One-time suspect in killings pleads not guilty to threatening judge

? Gregory Breeden, once suspected in the deaths of seven women whose bodies were dumped in the Missouri River, has pleaded not guilty to a federal charge of threatening a judge.

Breeden, 58, was charged last month in an indictment unsealed the day after he finished serving a 10-year sentence on bad-check charges. He has denied any involvement in the killings of the seven women, but prosecutors have kept him behind bars by convicting him on other charges, such as violating probation, whenever he was able to return to Kansas City.

The FBI began investigating Breeden in August after hearing from the Missouri Department of Corrections that Breeden had threatened U.S. Magistrate William A. Knox, of Jefferson City, and corrections employees.

At a detention hearing Tuesday in Springfield, U.S. Magistrate James C. England heard testimony on the government’s request to keep Breeden in custody while awaiting trial in January.
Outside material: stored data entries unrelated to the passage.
//! Database Module
//!
//! Embedded SurrealDB (RocksDB on disk, or in-memory) and the food schema

pub mod models;
pub mod repository;

use std::path::Path;

use shared::AppError;
use surrealdb::Surreal;
use surrealdb::engine::local::{Db, Mem, RocksDb};

const NAMESPACE: &str = "menu";
const DATABASE: &str = "menu";

/// Table and field definitions, applied on every start
const SCHEMA: &str = r#"
DEFINE TABLE IF NOT EXISTS food SCHEMAFULL;
DEFINE FIELD IF NOT EXISTS name ON food TYPE string;
DEFINE FIELD IF NOT EXISTS description ON food TYPE string;
DEFINE FIELD IF NOT EXISTS category ON food TYPE string;
DEFINE FIELD IF NOT EXISTS price ON food TYPE float;
DEFINE FIELD IF NOT EXISTS image ON food TYPE string;
DEFINE FIELD IF NOT EXISTS rating ON food TYPE float;
DEFINE FIELD IF NOT EXISTS discount ON food TYPE float;
"#;

/// Database service, owns the embedded SurrealDB handle
#[derive(Clone, Debug)]
pub struct DbService {
    pub db: Surreal<Db>,
}

impl DbService {
    /// Open (or create) a RocksDB-backed database at `path`
    pub async fn open(path: &Path) -> Result<Self, AppError> {
        let db = Surreal::new::<RocksDb>(path)
            .await
            .map_err(|e| AppError::database(format!("Failed to open database: {e}")))?;
        tracing::info!(path = %path.display(), "Database opened (RocksDB)");
        Self::prepare(db).await
    }

    /// Volatile database, lost when the process exits
    pub async fn in_memory() -> Result<Self, AppError> {
        let db = Surreal::new::<Mem>(())
            .await
            .map_err(|e| AppError::database(format!("Failed to open in-memory database: {e}")))?;
        tracing::info!("Database opened (in-memory)");
        Self::prepare(db).await
    }

    async fn prepare(db: Surreal<Db>) -> Result<Self, AppError> {
        db.use_ns(NAMESPACE)
            .use_db(DATABASE)
            .await
            .map_err(|e| AppError::database(format!("Failed to select namespace: {e}")))?;

        db.query(SCHEMA)
            .await
            .and_then(|response| response.check())
            .map_err(|e| AppError::database(format!("Failed to apply schema: {e}")))?;
        tracing::info!("Database schema applied");

        Ok(Self { db })
    }
}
England did not immediately issue a ruling.

In August, Knox ruled against Breeden in his lawsuit seeking early release from prison. Breeden had said he wanted to get out early so he could see his daughter before she went to Iraq with the U.S. Marine Corps.
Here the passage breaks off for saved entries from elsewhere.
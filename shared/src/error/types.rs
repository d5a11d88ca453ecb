//! Error types and API response structures

use super::codes::ErrorCode;
use http::StatusCode;
use serde::{Deserialize, Serialize};
use serde_json::Value;
use std::collections::HashMap;
use thiserror::Error;

/// Application error with structured error code and details
///
/// - Standardized error codes via [`ErrorCode`]
/// - Human-readable messages
/// - Optional structured details (e.g. the offending `field`)
#[derive(Debug, Clone, Error)]
#[error("{message}")]
pub struct AppError {
    /// The error code identifying the type of error
    pub code: ErrorCode,
    /// Human-readable error message
    pub message: String,
    /// Optional additional details (field-level errors, context, etc.)
    pub details: Option<HashMap<String, Value>>,
}

impl AppError {
    /// Create a new error with the default message for the error code
    pub fn new(code: ErrorCode) -> Self {
        Self {
            message: code.message().to_string(),
            code,
            details: None,
        }
    }

    /// Create a new error with a custom message
    pub fn with_message(code: ErrorCode, message: impl Into<String>) -> Self {
        Self {
            code,
            message: message.into(),
            details: None,
        }
    }

    /// Add a detail entry to this error
    pub fn with_detail(mut self, key: impl Into<String>, value: impl Into<Value>) -> Self {
        self.details
            .get_or_insert_with(HashMap::new)
            .insert(key.into(), value.into());
        self
    }

    /// Get the HTTP status code for this error
    pub fn http_status(&self) -> StatusCode {
        self.code.http_status()
    }

    /// The `field` detail, if this error names one
    pub fn field(&self) -> Option<&str> {
        self.details
            .as_ref()
            .and_then(|d| d.get("field"))
            .and_then(Value::as_str)
    }

    // ==================== Convenience constructors ====================

    /// Create a validation error
    pub fn validation(msg: impl Into<String>) -> Self {
        Self::with_message(ErrorCode::ValidationFailed, msg)
    }

    /// Required field missing or blank
    pub fn required_field(field: &str) -> Self {
        Self::with_message(ErrorCode::RequiredField, format!("{field} is required"))
            .with_detail("field", field)
    }

    /// Field present but not parseable
    pub fn invalid_format(field: &str, msg: impl Into<String>) -> Self {
        Self::with_message(ErrorCode::InvalidFormat, msg).with_detail("field", field)
    }

    /// Field parsed but outside its allowed domain
    pub fn out_of_range(code: ErrorCode, field: &str, msg: impl Into<String>) -> Self {
        Self::with_message(code, msg).with_detail("field", field)
    }

    /// Create a not found error
    pub fn not_found(resource: impl Into<String>) -> Self {
        let r = resource.into();
        Self::with_message(ErrorCode::NotFound, format!("{} not found", r))
            .with_detail("resource", r)
    }

    /// Food item with the given id does not exist
    pub fn food_not_found(id: impl std::fmt::Display) -> Self {
        Self::with_message(ErrorCode::FoodNotFound, format!("Food {} not found", id))
            .with_detail("id", id.to_string())
    }

    /// Create an internal error
    pub fn internal(msg: impl Into<String>) -> Self {
        Self::with_message(ErrorCode::InternalError, msg)
    }

    /// Create a database error
    pub fn database(msg: impl Into<String>) -> Self {
        Self::with_message(ErrorCode::DatabaseError, msg)
    }

    /// Create an invalid request error
    pub fn invalid_request(msg: impl Into<String>) -> Self {
        Self::with_message(ErrorCode::InvalidRequest, msg)
    }

    /// Create a configuration error
    pub fn config(msg: impl Into<String>) -> Self {
        Self::with_message(ErrorCode::ConfigError, msg)
    }
}

/// Unified API response structure
///
/// - `code`: Error code (0 for success)
/// - `message`: Human-readable message
/// - `data`: Response payload (on success)
/// - `details`: Additional error details (on failure)
#[derive(Debug, Clone, Serialize, Deserialize)]
pub struct ApiResponse<T> {
    /// Error code (0 for success, non-zero for errors)
    #[serde(skip_serializing_if = "Option::is_none")]
    pub code: Option<u16>,
    /// Human-readable message
    pub message: String,
    /// Response data (present on success)
    #[serde(skip_serializing_if = "Option::is_none")]
    pub data: Option<T>,
    /// Additional error details (present on failure)
    #[serde(skip_serializing_if = "Option::is_none")]
    pub details: Option<HashMap<String, Value>>,
}

impl ApiResponse<()> {
    /// Create an error response from an AppError
    pub fn error(err: &AppError) -> Self {
        Self {
            code: Some(err.code.code()),
            message: err.message.clone(),
            data: None,
            details: err.details.clone(),
        }
    }
}

impl<T> From<ApiResponse<T>> for AppError {
    fn from(resp: ApiResponse<T>) -> Self {
        let code = resp
            .code
            .and_then(|c| ErrorCode::try_from(c).ok())
            .unwrap_or(ErrorCode::Unknown);
        Self {
            code,
            message: resp.message,
            details: resp.details,
        }
    }
}

/// Type alias for Result with AppError
pub type AppResult<T> = Result<T, AppError>;

// ===== Axum Integration =====

impl axum::response::IntoResponse for AppError {
    fn into_response(self) -> axum::response::Response {
        use axum::Json;

        let status = self.http_status();
        let body = ApiResponse::<()>::error(&self);

        // Log system errors
        if matches!(self.code.category(), super::category::ErrorCategory::System) {
            tracing::error!(
                code = %self.code,
                message = %self.message,
                "System error occurred"
            );
        }

        (status, Json(body)).into_response()
    }
}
FBI agent Cody Abram testified at the detention hearing that agents met with another inmate at the Tipton Correctional Center who told them Breeden was trying to raise $100,000 to hire somebody to kill Knox. The inmate agreed to wear a recording device and talk with Breeden again, but later told agents Breeden had changed his mind.

“The individual reached out to the FBI and said he (Breeden) didn’t want the judge killed,” Abram said. “He wanted the judge incapacitated in a vegetative state.”
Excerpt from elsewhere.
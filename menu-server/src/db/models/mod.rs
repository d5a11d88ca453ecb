//! Database Models

pub mod food;

pub use food::{FoodDocument, FoodRow};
Transcripts of recordings that prosecutors said were made of Breeden were read at Tuesday’s hearing.

One, made on Aug. 17, showed Breeden talking about how a “sleeper hold” could be used to disable the judge. The transcript also showed Breeden calling the judge a “piece of garbage” in love with his own power.

Breeden, who lived in the Kansas City area, had been a suspect in the deaths of seven women whose bodies were found in the Missouri River between 1982 and 1994. He was charged in only one of the deaths, and that case was dropped in 1999 at the request of a special prosecutor who said a key witness would no longer cooperate.